Saved entries
==*==
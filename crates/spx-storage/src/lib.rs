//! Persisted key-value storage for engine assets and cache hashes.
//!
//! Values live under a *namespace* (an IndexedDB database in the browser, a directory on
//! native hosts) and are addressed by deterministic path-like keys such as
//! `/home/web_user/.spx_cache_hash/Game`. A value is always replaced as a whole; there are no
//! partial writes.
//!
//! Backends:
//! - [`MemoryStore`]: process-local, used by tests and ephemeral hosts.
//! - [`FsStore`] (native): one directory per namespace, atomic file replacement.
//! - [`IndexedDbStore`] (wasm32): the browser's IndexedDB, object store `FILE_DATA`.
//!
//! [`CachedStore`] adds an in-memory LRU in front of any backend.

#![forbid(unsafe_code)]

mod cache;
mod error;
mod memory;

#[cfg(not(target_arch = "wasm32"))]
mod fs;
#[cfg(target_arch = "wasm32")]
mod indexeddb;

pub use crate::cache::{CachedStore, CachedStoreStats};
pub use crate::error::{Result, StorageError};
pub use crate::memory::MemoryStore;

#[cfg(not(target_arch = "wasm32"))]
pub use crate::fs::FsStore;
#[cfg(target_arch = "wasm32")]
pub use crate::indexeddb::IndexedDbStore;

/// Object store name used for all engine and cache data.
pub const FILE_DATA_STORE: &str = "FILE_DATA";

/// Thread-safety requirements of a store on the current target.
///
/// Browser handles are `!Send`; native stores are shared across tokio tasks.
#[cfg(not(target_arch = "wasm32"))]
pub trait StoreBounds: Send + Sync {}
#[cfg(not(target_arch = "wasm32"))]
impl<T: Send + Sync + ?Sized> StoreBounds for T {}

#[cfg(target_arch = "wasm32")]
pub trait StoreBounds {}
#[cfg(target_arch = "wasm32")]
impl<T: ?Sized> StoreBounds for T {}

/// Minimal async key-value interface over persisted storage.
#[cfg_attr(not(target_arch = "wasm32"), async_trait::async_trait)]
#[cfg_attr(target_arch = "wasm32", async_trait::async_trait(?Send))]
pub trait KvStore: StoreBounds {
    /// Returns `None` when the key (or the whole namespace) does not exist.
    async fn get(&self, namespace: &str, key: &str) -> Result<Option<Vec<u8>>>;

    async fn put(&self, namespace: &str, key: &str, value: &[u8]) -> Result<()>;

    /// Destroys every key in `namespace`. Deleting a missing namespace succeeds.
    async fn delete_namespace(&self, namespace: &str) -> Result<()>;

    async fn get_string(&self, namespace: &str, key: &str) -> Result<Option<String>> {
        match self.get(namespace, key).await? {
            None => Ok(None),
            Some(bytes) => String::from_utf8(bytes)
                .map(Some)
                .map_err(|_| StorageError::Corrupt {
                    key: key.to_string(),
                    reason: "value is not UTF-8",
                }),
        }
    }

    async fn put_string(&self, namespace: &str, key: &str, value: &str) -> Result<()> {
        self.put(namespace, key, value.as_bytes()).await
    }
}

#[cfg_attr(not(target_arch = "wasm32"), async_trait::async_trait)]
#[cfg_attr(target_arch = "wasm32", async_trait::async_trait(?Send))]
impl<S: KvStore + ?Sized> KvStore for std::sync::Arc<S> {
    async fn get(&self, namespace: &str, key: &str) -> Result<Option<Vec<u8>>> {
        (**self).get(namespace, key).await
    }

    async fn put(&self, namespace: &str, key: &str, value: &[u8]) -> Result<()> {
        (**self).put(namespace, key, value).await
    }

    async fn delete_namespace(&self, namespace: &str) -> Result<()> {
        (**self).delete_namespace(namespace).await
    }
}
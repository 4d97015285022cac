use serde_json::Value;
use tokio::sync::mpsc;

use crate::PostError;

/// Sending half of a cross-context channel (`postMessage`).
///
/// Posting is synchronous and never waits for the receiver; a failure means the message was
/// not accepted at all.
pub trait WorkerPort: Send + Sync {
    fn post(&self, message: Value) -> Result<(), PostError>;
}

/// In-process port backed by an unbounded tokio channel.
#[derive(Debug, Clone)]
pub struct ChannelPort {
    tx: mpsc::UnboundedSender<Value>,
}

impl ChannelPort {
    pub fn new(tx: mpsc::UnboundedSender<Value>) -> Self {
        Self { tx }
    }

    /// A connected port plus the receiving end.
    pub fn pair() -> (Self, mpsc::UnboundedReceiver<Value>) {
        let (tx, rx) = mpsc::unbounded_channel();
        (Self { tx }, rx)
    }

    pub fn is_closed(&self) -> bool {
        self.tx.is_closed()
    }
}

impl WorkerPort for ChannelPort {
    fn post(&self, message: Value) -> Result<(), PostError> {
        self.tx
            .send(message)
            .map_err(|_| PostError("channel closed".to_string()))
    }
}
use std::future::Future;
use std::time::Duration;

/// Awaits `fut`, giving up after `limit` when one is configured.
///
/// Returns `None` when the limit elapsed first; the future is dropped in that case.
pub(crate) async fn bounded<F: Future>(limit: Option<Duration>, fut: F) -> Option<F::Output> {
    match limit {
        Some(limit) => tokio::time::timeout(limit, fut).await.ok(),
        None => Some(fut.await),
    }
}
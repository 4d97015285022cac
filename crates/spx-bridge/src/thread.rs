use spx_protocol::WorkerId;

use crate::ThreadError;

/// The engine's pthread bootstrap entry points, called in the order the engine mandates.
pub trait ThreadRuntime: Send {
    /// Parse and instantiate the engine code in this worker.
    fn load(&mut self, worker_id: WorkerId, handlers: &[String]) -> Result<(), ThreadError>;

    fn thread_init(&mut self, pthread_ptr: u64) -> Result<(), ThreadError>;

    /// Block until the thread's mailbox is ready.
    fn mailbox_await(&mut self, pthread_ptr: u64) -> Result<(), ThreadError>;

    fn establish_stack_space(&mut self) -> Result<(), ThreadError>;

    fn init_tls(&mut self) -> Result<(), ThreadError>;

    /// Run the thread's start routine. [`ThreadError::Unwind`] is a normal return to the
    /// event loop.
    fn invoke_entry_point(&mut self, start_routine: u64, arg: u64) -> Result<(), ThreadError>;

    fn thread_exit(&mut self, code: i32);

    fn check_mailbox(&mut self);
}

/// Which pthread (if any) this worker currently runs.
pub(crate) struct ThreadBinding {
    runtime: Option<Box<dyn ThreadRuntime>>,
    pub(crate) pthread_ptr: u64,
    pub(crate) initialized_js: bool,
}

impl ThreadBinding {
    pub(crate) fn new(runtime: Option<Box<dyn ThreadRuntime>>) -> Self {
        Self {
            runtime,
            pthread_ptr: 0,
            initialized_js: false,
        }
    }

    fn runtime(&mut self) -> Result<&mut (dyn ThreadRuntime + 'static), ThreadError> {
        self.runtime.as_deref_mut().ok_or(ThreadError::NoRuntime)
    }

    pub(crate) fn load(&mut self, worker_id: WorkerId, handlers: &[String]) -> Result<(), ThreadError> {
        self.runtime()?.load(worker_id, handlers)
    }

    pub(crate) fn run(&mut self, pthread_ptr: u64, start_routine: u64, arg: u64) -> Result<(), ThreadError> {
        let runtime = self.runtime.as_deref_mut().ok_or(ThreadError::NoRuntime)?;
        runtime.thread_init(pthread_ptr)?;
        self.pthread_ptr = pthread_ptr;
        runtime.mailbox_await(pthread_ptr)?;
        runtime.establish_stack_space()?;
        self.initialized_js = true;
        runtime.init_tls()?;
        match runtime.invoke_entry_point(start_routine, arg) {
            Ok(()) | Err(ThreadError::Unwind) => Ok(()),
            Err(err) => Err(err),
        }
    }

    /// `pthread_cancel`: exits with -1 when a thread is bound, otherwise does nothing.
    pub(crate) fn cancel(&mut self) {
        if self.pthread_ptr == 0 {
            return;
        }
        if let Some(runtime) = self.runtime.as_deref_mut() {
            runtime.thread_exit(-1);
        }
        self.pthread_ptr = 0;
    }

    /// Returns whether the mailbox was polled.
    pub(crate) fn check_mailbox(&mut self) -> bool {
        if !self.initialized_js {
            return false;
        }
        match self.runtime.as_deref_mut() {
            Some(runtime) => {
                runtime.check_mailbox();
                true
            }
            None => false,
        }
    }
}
==*==
Note each line of the entries that has "this" in it, and copy those lines.

▶ [Exercise response]
    /// Parse and instantiate the engine code in this worker.
/// Which pthread (if any) this worker currently runs.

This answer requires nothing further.